Sąd Dyscyplinarny przy Naczelnym Sądzie Administracyjnym uchylił immunitet sędziego WSA Tomasza Szmydta, zezwolił na jego zatrzymanie i na zastosowanie wobec niego tymczasowego aresztowania.

O dalsze kroki prawne wobec przebywającego na Białorusi Szmydta Polska Agencja Prasowa zapytała mec. Radosława Baszuka. Jego zdaniem w tej sprawie "nic dalej się nie wydarzy", bo z pewnością otrzyma on azyl polityczny na Białorusi, o który wnioskował. - W związku z tym władze białoruskie, nawet gdybyśmy sięgnęli po pomoc prawną - bo mamy umowę z Białorusią dotyczącą pomocy w sprawach karnych – to oczywiście go nie wydadzą. I to kończy temat na ten moment - stwierdził adwokat.

Reklama

"Nawet wystawienie listu gończego niczego nie zmieni"

Według niego, pociągnięcie do odpowiedzialności karnej Szmydta będzie bardzo trudne. Jak ocenił, tak długo, jak będzie on przebywał na Białorusi, bądź w Rosji, będzie to niemożliwe.

Mec. Baszuk dodał, że nawet wystawienie listu gończego niczego nie zmieni, chyba że "Szmydt postawi nogę na terenie Rzeczpospolitej Polskiej, bądź innego kraju, który zapewnia wzajemność ekstradycyjną z Polską". Uważa, że taki ruch ze strony polskiego sędziego wydaje się jednak mało prawdopodobny.

Będziemy mieć do czynienia z sytuacją, w której państwo polskie ściga człowieka, zarzucając mu przestępstwo, a człowiek ten przebywa poza RP - i to w państwie, które gwarantuje mu azyl - zwrócił uwagę mecenas.

Reklama

"Wyczerpały się kroki prawne"

Jego zdaniem na ten moment wyczerpały się kroki prawne polskiego państwa. - Aktualnie nie spodziewam się, że sędzia Szmydt zostanie zatrzymany i pociągnięty do odpowiedzialności karnej - powiedział adwokat.

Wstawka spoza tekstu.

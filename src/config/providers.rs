//! Rating provider configuration

use serde::{Deserialize, Serialize};
use std::time::Duration;

/// Endpoints and HTTP settings for the live provider adapters
#[derive(Debug, Clone, Serialize, Deserialize)]
#[serde(default)]
pub struct ProviderSettings {
    /// User agent sent with every provider request
    pub user_agent: String,
    /// HTTP client timeout in milliseconds
    pub http_timeout_ms: u64,
    pub lichess_base_url: String,
    pub chesscom_base_url: String,
    pub uscf_base_url: String,
    pub fide_base_url: String,
}

impl Default for ProviderSettings {
    fn default() -> Self {
        Self {
            user_agent: concat!("cohort-engine/", env!("CARGO_PKG_VERSION")).to_string(),
            http_timeout_ms: 10_000,
            lichess_base_url: "https://lichess.org".to_string(),
            chesscom_base_url: "https://api.chess.com".to_string(),
            uscf_base_url: "https://ratings-api.uschess.org".to_string(),
            fide_base_url: "https://ratings.fide.com".to_string(),
        }
    }
}

impl ProviderSettings {
    /// HTTP client timeout as a Duration
    pub fn http_timeout(&self) -> Duration {
        Duration::from_millis(self.http_timeout_ms)
    }
}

Tomasz Szmydt, sędzia Wojewódzkiego Sądu Administracyjnego w Warszawie, poprosił w poniedziałek w Mińsku władze Białorusi o "opiekę i ochronę". Jak podał, musiał opuścić Polskę, ponieważ nie zgadza się z działaniami władz w Warszawie. Wśród spraw, którymi w WSA w Warszawie zajmował się Szmydt, były dotyczące np. odmowy wydania poświadczeń bezpieczeństwa w zakresie dostępu do informacji niejawnych.

Jeszcze w poniedziałek Prokuratura Krajowa poinformowała, że mazowiecki pion ds. przestępczości zorganizowanej PK z urzędu prowadzi czynności sprawdzające w związku z informacją o złożeniu przez sędziego wniosku o azyl polityczny na Białorusi. W środę poinformowano, że PK wszczęła w tej sprawie śledztwo. Postępowanie toczy się w oparciu o przepis kodeksu karnego mówiący o udziale w działalności obcego wywiadu i udzielania temu wywiadowi informacji mogących wyrządzić szkodę RP. Sprawę badają także służby specjalne.

Prośba o "opiekę i ochronę"

Sprawa stała się publiczna, gdy - formalnie przebywający od 22 kwietnia do 10 maja na urlopie - sędzia II Wydziału Wojewódzkiego Sądu Administracyjnego w Warszawie Tomasz Szmydt objawił się w poniedziałek na propagandowej konferencji prasowej w Mińsku na Białorusi. Państwowa białoruska agencja prasowa BiełTA poinformowała, że poprosił władze Białorusi o "opiekę i ochronę". Sędzia powiadomił natomiast, że zrzeka się dotychczasowego stanowiska w WSA "ze skutkiem natychmiastowym".

Następnie Szmydt zaczął pojawiać się w białoruskich i rosyjskich mediach i powtarzać tezy tamtejszej propagandy, m.in. udzieli wywiadu w programie Władymira Sołowiowa, nazywanego główną twarzą kremlowskiej propagandy, który w swoich wcześniejszych programach m.in. udowadniał, że zbrodnie w Buczy, Kramatorsku czy Mariupolu były przygotowanymi przez Ukrainę "inscenizacjami".